Inference Speed

#8
by ThisIsSoMe - opened

I run the demo case in the way same as the way in Colab. My GPU is one 40G A100 chip.And answering the case in Colab costs 10 minutes. Is that normal?

Defog.ai org

Hi @ThisIsSoMe could this be because you're downloading the model for the first time when running the script, causing it to take 10 minutes? How long do subsequent requests take to complete? If you could share some sample scripts that you ran with to reproduce your latency issue we can look into it further.

codes:

import torch
import sqlparse
from tqdm import tqdm
from transformers import AutoTokenizer, AutoModelForCausalLM
res = torch.cuda.is_available()
print(res)
model_name = "/root/paddlejob/workspace/env_run/sqlcoder2"

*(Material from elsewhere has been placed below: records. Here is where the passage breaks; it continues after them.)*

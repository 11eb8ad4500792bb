//! Event feed container.
//!
//! Joins are not deduplicated and capacity is not enforced; calling
//! [`EventsStore::join_event`] twice lists the user twice.

use chrono::{DateTime, Timelike, Utc};
use rand::Rng;

use crate::errors::{StoreResult, ValidationError, ValidationIssue};
use crate::format::distance_km;
use crate::id::generate_entity_id;
use crate::latency::{Latency, Operation};
use crate::location::DEFAULT_LOCATION;
use crate::mock;
use crate::patch::Patch;
use crate::types::{Event, FilterState, FilterStatePatch, NewEvent, User, UserLocation};
use crate::validators::{is_blank, is_valid_date, is_valid_time};

/// Cover image used for events created from the app.
pub const DEFAULT_EVENT_IMAGE: &str =
    "https://images.unsplash.com/photo-1506905925346-21bda4d32df4?w=400&h=300&fit=crop";
pub const DEFAULT_MAX_PARTICIPANTS: u32 = 10;
/// Half-width of the box new events are scattered in around the default location.
const JITTER_DEGREES: f64 = 0.01;

pub struct EventsStore {
    events: Vec<Event>,
    filters: FilterState,
    is_loading: bool,
    latency: Latency,
}

impl Default for EventsStore {
    fn default() -> Self {
        Self::new()
    }
}

impl EventsStore {
    pub fn new() -> Self {
        Self::with_latency(Latency::default())
    }

    pub fn with_latency(latency: Latency) -> Self {
        Self::from_events(mock::events(), latency)
    }

    pub fn from_events(events: Vec<Event>, latency: Latency) -> Self {
        Self {
            events,
            filters: FilterState::default(),
            is_loading: false,
            latency,
        }
    }

    pub fn events(&self) -> &[Event] {
        &self.events
    }

    pub fn filters(&self) -> &FilterState {
        &self.filters
    }

    pub fn is_loading(&self) -> bool {
        self.is_loading
    }

    /// Reloads the sample feed, discarding local changes.
    pub async fn fetch_events(&mut self) {
        self.is_loading = true;
        self.latency.simulate(Operation::FetchEvents).await;
        self.events = mock::events();
        self.is_loading = false;
        log::debug!("fetched {} events", self.events.len());
    }

    /// Validates the required fields, then prepends the event with a fresh id.
    /// The first sample user is recorded as creator and only attendee.
    pub fn create_event(&mut self, draft: NewEvent) -> StoreResult<&Event> {
        Self::validate(&draft)?;

        let creator = mock::first_user();
        let event = draft.into_event(generate_entity_id(), Utc::now(), creator);
        log::debug!("created event {} ({})", event.id, event.title);
        self.events.insert(0, event);
        Ok(&self.events[0])
    }

    fn validate(draft: &NewEvent) -> StoreResult<()> {
        let mut issues = Vec::new();
        if is_blank(&draft.title) {
            issues.push(ValidationIssue::new("title", "required", "title is required"));
        }
        if is_blank(&draft.category) {
            issues.push(ValidationIssue::new("category", "required", "category is required"));
        }
        if is_blank(&draft.location_name) {
            issues.push(ValidationIssue::new("location_name", "required", "location is required"));
        }
        if !is_valid_date(&draft.date) {
            issues.push(ValidationIssue::new("date", "invalid_date", "date must be YYYY-MM-DD"));
        }
        if !is_valid_time(&draft.time) {
            issues.push(ValidationIssue::new("time", "invalid_time", "time must be HH:MM"));
        }
        ValidationError::new(issues).into_result()?;
        Ok(())
    }

    /// Build a draft the way the create form does: coordinates scattered around
    /// the default location, free, public, and a participant cap parsed from text
    /// (falling back to 10).
    pub fn draft_event(
        title: &str,
        category: &str,
        location_name: &str,
        at: DateTime<Utc>,
        max_participants: &str,
    ) -> NewEvent {
        let mut rng = rand::thread_rng();
        NewEvent {
            title: title.to_string(),
            description: String::new(),
            image_url: DEFAULT_EVENT_IMAGE.to_string(),
            category: category.to_string(),
            date: at.format("%Y-%m-%d").to_string(),
            time: format!("{:02}:{:02}", at.hour(), at.minute()),
            latitude: DEFAULT_LOCATION.latitude + rng.gen_range(-JITTER_DEGREES..JITTER_DEGREES),
            longitude: DEFAULT_LOCATION.longitude + rng.gen_range(-JITTER_DEGREES..JITTER_DEGREES),
            location_name: location_name.to_string(),
            creator_id: mock::first_user().id,
            max_participants: max_participants
                .trim()
                .parse()
                .ok()
                .filter(|&n| n > 0)
                .unwrap_or(DEFAULT_MAX_PARTICIPANTS),
            price: 0.0,
            is_public: true,
        }
    }

    /// Appends `user` to the event's attendees. Unknown ids are ignored.
    pub fn join_event(&mut self, event_id: &str, user: &User) {
        if let Some(event) = self.events.iter_mut().find(|event| event.id == event_id) {
            event.attendees.push(user.clone());
            log::debug!("{} joined event {event_id} ({} attending)", user.id, event.attendees.len());
        }
    }

    /// Removes every attendee entry with `user_id`.
    pub fn leave_event(&mut self, event_id: &str, user_id: &str) {
        if let Some(event) = self.events.iter_mut().find(|event| event.id == event_id) {
            event.attendees.retain(|attendee| attendee.id != user_id);
            log::debug!("{user_id} left event {event_id} ({} attending)", event.attendees.len());
        }
    }

    pub fn set_filters(&mut self, updates: FilterStatePatch) {
        updates.apply(&mut self.filters);
    }

    pub fn reset_filters(&mut self) {
        self.filters = FilterState::default();
    }

    /// Events passing the category and price filters, in feed order.
    pub fn filtered_events(&self) -> Vec<&Event> {
        self.events.iter().filter(|event| self.filters.matches(event)).collect()
    }

    pub fn get_event(&self, event_id: &str) -> Option<&Event> {
        self.events.iter().find(|event| event.id == event_id)
    }

    pub fn events_created_by(&self, user_id: &str) -> Vec<&Event> {
        self.events.iter().filter(|event| event.creator_id == user_id).collect()
    }

    /// Case-insensitive match on title, location or category. A blank query
    /// matches everything.
    pub fn search(&self, query: &str) -> Vec<&Event> {
        let needle = query.trim().to_lowercase();
        if needle.is_empty() {
            return self.events.iter().collect();
        }
        self.events
            .iter()
            .filter(|event| {
                event.title.to_lowercase().contains(&needle)
                    || event.location_name.to_lowercase().contains(&needle)
                    || event.category.to_lowercase().contains(&needle)
            })
            .collect()
    }

    /// Events within `radius_km` of `origin` (default: the `distance_max` filter),
    /// nearest first, paired with their distance.
    pub fn nearby(&self, origin: &UserLocation, radius_km: Option<f64>) -> Vec<(&Event, f64)> {
        let radius = radius_km.unwrap_or(self.filters.distance_max);
        let mut within: Vec<(&Event, f64)> = self
            .events
            .iter()
            .map(|event| {
                let km = distance_km(origin.latitude, origin.longitude, event.latitude, event.longitude);
                (event, km)
            })
            .filter(|(_, km)| *km <= radius)
            .collect();
        within.sort_by(|a, b| a.1.total_cmp(&b.1));
        within
    }
}

#[cfg(test)]
mod tests {
    use super::*;
    use crate::errors::StoreError;
    use chrono::TimeZone;

    fn store() -> EventsStore {
        EventsStore::with_latency(Latency::none())
    }

    fn draft() -> NewEvent {
        let at = Utc.with_ymd_and_hms(2025, 5, 1, 19, 5, 0).unwrap();
        EventsStore::draft_event("Jam session", "Música", "Bar do Zé", at, "12")
    }

    #[test]
    fn draft_follows_form_defaults() {
        let draft = draft();
        assert_eq!(draft.date, "2025-05-01");
        assert_eq!(draft.time, "19:05");
        assert_eq!(draft.max_participants, 12);
        assert_eq!(draft.price, 0.0);
        assert_eq!(draft.creator_id, "1");
        assert!((draft.latitude - DEFAULT_LOCATION.latitude).abs() <= JITTER_DEGREES);
        assert!((draft.longitude - DEFAULT_LOCATION.longitude).abs() <= JITTER_DEGREES);

        let at = Utc.with_ymd_and_hms(2025, 5, 1, 8, 0, 0).unwrap();
        let fallback = EventsStore::draft_event("x", "Arte", "y", at, "muitos");
        assert_eq!(fallback.max_participants, DEFAULT_MAX_PARTICIPANTS);
    }

    #[test]
    fn create_prepends_with_creator_as_attendee() {
        let mut store = store();
        let before = store.events().len();
        let event = store.create_event(draft()).unwrap().clone();

        assert_eq!(store.events().len(), before + 1);
        assert_eq!(store.events()[0].id, event.id);
        assert_eq!(event.attendee_count(), 1);
        assert_eq!(event.creator.id, "1");
    }

    #[test]
    fn create_rejects_missing_fields() {
        let mut store = store();
        let mut bad = draft();
        bad.title = " ".to_string();
        bad.location_name.clear();
        bad.time = "7pm".to_string();

        let err = store.create_event(bad).unwrap_err();
        let StoreError::Validation(validation) = err else {
            panic!("expected validation error");
        };
        assert!(validation.has_field("title"));
        assert!(validation.has_field("location_name"));
        assert!(validation.has_field("time"));
        assert!(!validation.has_field("category"));
    }

    #[test]
    fn leave_removes_every_entry() {
        let mut store = store();
        let bruno = mock::find_user("2").unwrap();
        store.join_event("1", &bruno);
        assert_eq!(store.get_event("1").unwrap().attendees.iter().filter(|a| a.id == "2").count(), 2);

        store.leave_event("1", "2");
        assert!(!store.get_event("1").unwrap().is_attending("2"));
    }

    #[test]
    fn unknown_event_is_ignored() {
        let mut store = store();
        let snapshot = store.events().to_vec();
        store.join_event("missing", &mock::first_user());
        store.leave_event("missing", "1");
        assert_eq!(store.events(), snapshot.as_slice());
    }

    #[test]
    fn search_is_case_insensitive() {
        let store = store();
        let hits: Vec<_> = store.search("igapó").into_iter().map(|e| e.id.as_str()).collect();
        assert_eq!(hits, vec!["1"]);
        assert_eq!(store.search("  ").len(), store.events().len());
        assert_eq!(store.search("natureza").len(), 1);
    }

    #[test]
    fn nearby_sorts_and_honours_radius() {
        let mut store = store();
        let origin = DEFAULT_LOCATION.to_location();

        let local = store.nearby(&origin, Some(20.0));
        assert!(local.iter().all(|(e, _)| e.id != "6"), "Curitiba is far away");
        assert!(local.windows(2).all(|w| w[0].1 <= w[1].1));
        assert_eq!(local[0].0.id, "3");

        store.set_filters(FilterStatePatch::new().distance_max(1_000.0));
        assert_eq!(store.nearby(&origin, None).len(), store.events().len());
    }

    #[tokio::test]
    async fn fetch_discards_local_changes() {
        let mut store = store();
        store.create_event(draft()).unwrap();
        store.fetch_events().await;
        assert_eq!(store.events(), mock::events().as_slice());
        assert!(!store.is_loading());
    }
}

tokenizer = AutoTokenizer.from_pretrained(model_name, trust_remote_code=True)
model = AutoModelForCausalLM.from_pretrained(
    model_name,
    trust_remote_code=True,
    torch_dtype=torch.float16,
    # load_in_8bit=True,
    # load_in_4bit=True,
    device_map="auto",
    use_cache=True
)
#model = model.to("cuda")
eos_token_id = tokenizer.eos_token_id
print("loaded model")

for i in tqdm(range(1)):
  question = "What is our total revenue by product in the last week?"
  prompt = """### Task
  Generate a SQL query to answer the following question:
  `{question}`

  ### Database Schema
  This query will run on a database whose schema is represented in this string:
  CREATE TABLE products (
    product_id INTEGER PRIMARY KEY, -- Unique ID for each product
    name VARCHAR(50), -- Name of the product
    price DECIMAL(10,2), -- Price of each unit of the product
    quantity INTEGER  -- Current quantity in stock
  );

  CREATE TABLE customers (
    customer_id INTEGER PRIMARY KEY, -- Unique ID for each customer
    name VARCHAR(50), -- Name of the customer
    address VARCHAR(100) -- Mailing address of the customer
  );

  CREATE TABLE salespeople (
    salesperson_id INTEGER PRIMARY KEY, -- Unique ID for each salesperson
    name VARCHAR(50), -- Name of the salesperson
    region VARCHAR(50) -- Geographic sales region
  );

  CREATE TABLE sales (
    sale_id INTEGER PRIMARY KEY, -- Unique ID for each sale
    product_id INTEGER, -- ID of product sold
    customer_id INTEGER,  -- ID of customer who made purchase
    salesperson_id INTEGER, -- ID of salesperson who made the sale
    sale_date DATE, -- Date the sale occurred
    quantity INTEGER -- Quantity of product sold
  );

  CREATE TABLE product_suppliers (
    supplier_id INTEGER PRIMARY KEY, -- Unique ID for each supplier
    product_id INTEGER, -- Product ID supplied
    supply_price DECIMAL(10,2) -- Unit price charged by supplier
  );

  -- sales.product_id can be joined with products.product_id
  -- sales.customer_id can be joined with customers.customer_id
  -- sales.salesperson_id can be joined with salespeople.salesperson_id
  -- product_suppliers.product_id can be joined with products.product_id

  ### SQL
  Given the database schema, here is the SQL query that answers `{question}`:
  """.format(question=question)

  inputs = tokenizer(prompt, return_tensors="pt").to("cuda")
  #print(inputs)
  generated_ids = model.generate(
      **inputs,
      num_return_sequences=1,
      eos_token_id=eos_token_id,
      pad_token_id=eos_token_id,
      max_new_tokens=400,
      do_sample=False,
      num_beams=1,

  )
  outputs = tokenizer.batch_decode(generated_ids, skip_special_tokens=True)
  torch.cuda.empty_cache()
  #torch.cuda.synchronize()
  # empty cache so that you do generate more results w/o memory crashing
  # particularly important on Colab – memory management is much more straightforward
  # when running on an inference service
  print(outputs[0])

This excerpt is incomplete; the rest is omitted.